▶ **TASK STATEMENT**
Each of the entries beneath this task should be written out exactly.
#####
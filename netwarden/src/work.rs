//! End-of-day "work off" sequence: take the VPN down if it is up, then shut
//! down WSL and force-stop heavy desktop apps. Every step is best effort.
//!
//! Only the VPN toggle is privilege gated. The cleanup acts on the user's own
//! session, so it always runs.

use crate::command::{validate_name, ActionOutcome, Actuator, CommandExecutor, CommandRequest};
use crate::script::WORK_OFF_CLEANUP;
use crate::types::WorkOffConfig;
use crate::vpn::{ToggleOutcome, VpnOrchestrator, VpnProbe};
use anyhow::Result;

/// What the sequence did
#[derive(Debug, Clone, Copy, PartialEq, Eq)]
pub struct WorkOffReport {
    /// `None` when the VPN was already inactive
    pub vpn: Option<ToggleOutcome>,
    pub cleanup: ActionOutcome,
}

fn cleanup_script(config: &WorkOffConfig) -> Result<String> {
    for name in &config.stop_processes {
        validate_name(name, "work_off.stop_processes entry")?;
    }
    let processes = config.stop_processes.join(",");
    WORK_OFF_CLEANUP.render(&[
        ("SHUTDOWN_WSL", if config.shutdown_wsl { "1" } else { "0" }),
        ("PROCESSES", processes.as_str()),
    ])
}

/// Run the sequence
pub async fn work_off<E, P>(
    config: &WorkOffConfig,
    vpn: &VpnOrchestrator<E, P>,
    actuator: &Actuator<E>,
) -> WorkOffReport
where
    E: CommandExecutor,
    P: VpnProbe,
{
    let vpn_outcome = match vpn.is_active().await {
        Ok(true) => Some(vpn.toggle().await),
        Ok(false) => None,
        Err(e) => {
            log::warn!("Could not read VPN state, skipping VPN shutdown: {:#}", e);
            None
        }
    };

    let cleanup = match cleanup_script(config) {
        Ok(script) => {
            let output = actuator
                .executor()
                .run(CommandRequest::powershell_script(&script))
                .await;
            if output.success {
                log::info!("Work-off cleanup done");
                ActionOutcome::Applied
            } else {
                log::warn!("Work-off cleanup failed: {}", output.stderr.trim());
                ActionOutcome::Failed
            }
        }
        Err(e) => {
            log::error!("Work-off cleanup skipped: {:#}", e);
            ActionOutcome::Failed
        }
    };

    WorkOffReport {
        vpn: vpn_outcome,
        cleanup,
    }
}

#[cfg(test)]
mod tests {
    use super::*;
    use crate::status::StatusBus;
    use crate::testing::{FakeExecutor, FakeVpnProbe};
    use crate::types::VpnConfig;
    use crate::vpn::VpnSettings;
    use std::sync::Arc;

    fn setup(
        processes: &[&str],
        elevated: bool,
    ) -> (
        Arc<FakeExecutor>,
        Actuator<FakeExecutor>,
        VpnOrchestrator<FakeExecutor, FakeVpnProbe>,
    ) {
        let executor = Arc::new(FakeExecutor::new());
        let actuator = Actuator::new(Arc::clone(&executor), elevated);
        let probe = Arc::new(FakeVpnProbe::new());
        probe.set_processes(processes);
        let settings = VpnSettings::from_config(&VpnConfig {
            settle_delay_ms: 0,
            ..VpnConfig::default()
        });
        let vpn = VpnOrchestrator::new(settings, actuator.clone(), probe, StatusBus::new());
        (executor, actuator, vpn)
    }

    #[test]
    fn test_cleanup_script() {
        let script = cleanup_script(&WorkOffConfig::default()).unwrap();
        assert!(script.contains("if ('1' -eq '1') { & wsl.exe --shutdown }"));
        assert!(script.contains("'LM Studio,Docker Desktop' -split ','"));

        let no_wsl = WorkOffConfig {
            shutdown_wsl: false,
            stop_processes: vec![],
        };
        assert!(cleanup_script(&no_wsl).unwrap().contains("if ('0' -eq '1')"));
    }

    #[test]
    fn test_cleanup_script_rejects_bad_process_name() {
        let config = WorkOffConfig {
            shutdown_wsl: true,
            stop_processes: vec!["x,y".to_string()],
        };
        assert!(cleanup_script(&config).is_err());
    }

    #[tokio::test]
    async fn test_work_off_stops_active_vpn_first() {
        let (executor, actuator, vpn) = setup(&["FortiClient.exe"], true);

        let report = work_off(&WorkOffConfig::default(), &vpn, &actuator).await;

        assert!(matches!(
            report.vpn,
            Some(ToggleOutcome::Toggled { started: false, .. })
        ));
        assert_eq!(report.cleanup, ActionOutcome::Applied);

        let scripts = executor.scripts();
        assert_eq!(scripts.len(), 2);
        assert!(scripts[0].contains("start= disabled"));
        assert!(scripts[1].contains("wsl.exe --shutdown"));
    }

    #[tokio::test]
    async fn test_work_off_leaves_inactive_vpn_alone() {
        let (executor, actuator, vpn) = setup(&[], true);

        let report = work_off(&WorkOffConfig::default(), &vpn, &actuator).await;

        assert_eq!(report.vpn, None);
        assert_eq!(executor.scripts().len(), 1);
    }

    #[tokio::test]
    async fn test_work_off_cleanup_runs_without_elevation() {
        let (executor, actuator, vpn) = setup(&["FortiClient.exe"], false);

        let report = work_off(&WorkOffConfig::default(), &vpn, &actuator).await;

        // The VPN shutdown is simulated, the cleanup still happens
        assert!(matches!(
            report.vpn,
            Some(ToggleOutcome::Toggled { started: false, .. })
        ));
        assert_eq!(report.cleanup, ActionOutcome::Applied);
        assert_eq!(executor.call_count(), 1);
        assert!(executor.scripts()[0].contains("wsl.exe --shutdown"));
    }

    #[tokio::test]
    async fn test_work_off_reports_failed_cleanup() {
        let executor = Arc::new(FakeExecutor::failing());
        let actuator = Actuator::new(Arc::clone(&executor), true);
        let vpn = VpnOrchestrator::new(
            VpnSettings::from_config(&VpnConfig::default()),
            actuator.clone(),
            Arc::new(FakeVpnProbe::new()),
            StatusBus::new(),
        );

        let report = work_off(&WorkOffConfig::default(), &vpn, &actuator).await;

        assert_eq!(report.vpn, None);
        assert_eq!(report.cleanup, ActionOutcome::Failed);
    }
}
#####
▶ **COMPLETED TASK**
filename netwarden/src/work.rs
//! End-of-day "work off" sequence: take the VPN down if it is up, then shut
//! down WSL and force-stop heavy desktop apps. Every step is best effort.
//!
//! Only the VPN toggle is privilege gated. The cleanup acts on the user's own
//! session, so it always runs.

use crate::command::{validate_name, ActionOutcome, Actuator, CommandExecutor, CommandRequest};
use crate::script::WORK_OFF_CLEANUP;
use crate::types::WorkOffConfig;
use crate::vpn::{ToggleOutcome, VpnOrchestrator, VpnProbe};
use anyhow::Result;

/// What the sequence did
#[derive(Debug, Clone, Copy, PartialEq, Eq)]
pub struct WorkOffReport {
    /// `None` when the VPN was already inactive
    pub vpn: Option<ToggleOutcome>,
    pub cleanup: ActionOutcome,
}

fn cleanup_script(config: &WorkOffConfig) -> Result<String> {
    for name in &config.stop_processes {
        validate_name(name, "work_off.stop_processes entry")?;
    }
    let processes = config.stop_processes.join(",");
    WORK_OFF_CLEANUP.render(&[
        ("SHUTDOWN_WSL", if config.shutdown_wsl { "1" } else { "0" }),
        ("PROCESSES", processes.as_str()),
    ])
}

/// Run the sequence
pub async fn work_off<E, P>(
    config: &WorkOffConfig,
    vpn: &VpnOrchestrator<E, P>,
    actuator: &Actuator<E>,
) -> WorkOffReport
where
    E: CommandExecutor,
    P: VpnProbe,
{
    let vpn_outcome = match vpn.is_active().await {
        Ok(true) => Some(vpn.toggle().await),
        Ok(false) => None,
        Err(e) => {
            log::warn!("Could not read VPN state, skipping VPN shutdown: {:#}", e);
            None
        }
    };

    let cleanup = match cleanup_script(config) {
        Ok(script) => {
            let output = actuator
                .executor()
                .run(CommandRequest::powershell_script(&script))
                .await;
            if output.success {
                log::info!("Work-off cleanup done");
                ActionOutcome::Applied
            } else {
                log::warn!("Work-off cleanup failed: {}", output.stderr.trim());
                ActionOutcome::Failed
            }
        }
        Err(e) => {
            log::error!("Work-off cleanup skipped: {:#}", e);
            ActionOutcome::Failed
        }
    };

    WorkOffReport {
        vpn: vpn_outcome,
        cleanup,
    }
}

#[cfg(test)]
mod tests {
    use super::*;
    use crate::status::StatusBus;
    use crate::testing::{FakeExecutor, FakeVpnProbe};
    use crate::types::VpnConfig;
    use crate::vpn::VpnSettings;
    use std::sync::Arc;

    fn setup(
        processes: &[&str],
        elevated: bool,
    ) -> (
        Arc<FakeExecutor>,
        Actuator<FakeExecutor>,
        VpnOrchestrator<FakeExecutor, FakeVpnProbe>,
    ) {
        let executor = Arc::new(FakeExecutor::new());
        let actuator = Actuator::new(Arc::clone(&executor), elevated);
        let probe = Arc::new(FakeVpnProbe::new());
        probe.set_processes(processes);
        let settings = VpnSettings::from_config(&VpnConfig {
            settle_delay_ms: 0,
            ..VpnConfig::default()
        });
        let vpn = VpnOrchestrator::new(settings, actuator.clone(), probe, StatusBus::new());
        (executor, actuator, vpn)
    }

    #[test]
    fn test_cleanup_script() {
        let script = cleanup_script(&WorkOffConfig::default()).unwrap();
        assert!(script.contains("if ('1' -eq '1') { & wsl.exe --shutdown }"));
        assert!(script.contains("'LM Studio,Docker Desktop' -split ','"));

        let no_wsl = WorkOffConfig {
            shutdown_wsl: false,
            stop_processes: vec![],
        };
        assert!(cleanup_script(&no_wsl).unwrap().contains("if ('0' -eq '1')"));
    }

    #[test]
    fn test_cleanup_script_rejects_bad_process_name() {
        let config = WorkOffConfig {
            shutdown_wsl: true,
            stop_processes: vec!["x,y".to_string()],
        };
        assert!(cleanup_script(&config).is_err());
    }

    #[tokio::test]
    async fn test_work_off_stops_active_vpn_first() {
        let (executor, actuator, vpn) = setup(&["FortiClient.exe"], true);

        let report = work_off(&WorkOffConfig::default(), &vpn, &actuator).await;

        assert!(matches!(
            report.vpn,
            Some(ToggleOutcome::Toggled { started: false, .. })
        ));
        assert_eq!(report.cleanup, ActionOutcome::Applied);

        let scripts = executor.scripts();
        assert_eq!(scripts.len(), 2);
        assert!(scripts[0].contains("start= disabled"));
        assert!(scripts[1].contains("wsl.exe --shutdown"));
    }

    #[tokio::test]
    async fn test_work_off_leaves_inactive_vpn_alone() {
        let (executor, actuator, vpn) = setup(&[], true);

        let report = work_off(&WorkOffConfig::default(), &vpn, &actuator).await;

        assert_eq!(report.vpn, None);
        assert_eq!(executor.scripts().len(), 1);
    }

    #[tokio::test]
    async fn test_work_off_cleanup_runs_without_elevation() {
        let (executor, actuator, vpn) = setup(&["FortiClient.exe"], false);

        let report = work_off(&WorkOffConfig::default(), &vpn, &actuator).await;

        // The VPN shutdown is simulated, the cleanup still happens
        assert!(matches!(
            report.vpn,
            Some(ToggleOutcome::Toggled { started: false, .. })
        ));
        assert_eq!(report.cleanup, ActionOutcome::Applied);
        assert_eq!(executor.call_count(), 1);
        assert!(executor.scripts()[0].contains("wsl.exe --shutdown"));
    }

    #[tokio::test]
    async fn test_work_off_reports_failed_cleanup() {
        let executor = Arc::new(FakeExecutor::failing());
        let actuator = Actuator::new(Arc::clone(&executor), true);
        let vpn = VpnOrchestrator::new(
            VpnSettings::from_config(&VpnConfig::default()),
            actuator.clone(),
            Arc::new(FakeVpnProbe::new()),
            StatusBus::new(),
        );

        let report = work_off(&WorkOffConfig::default(), &vpn, &actuator).await;

        assert_eq!(report.vpn, None);
        assert_eq!(report.cleanup, ActionOutcome::Failed);
    }
}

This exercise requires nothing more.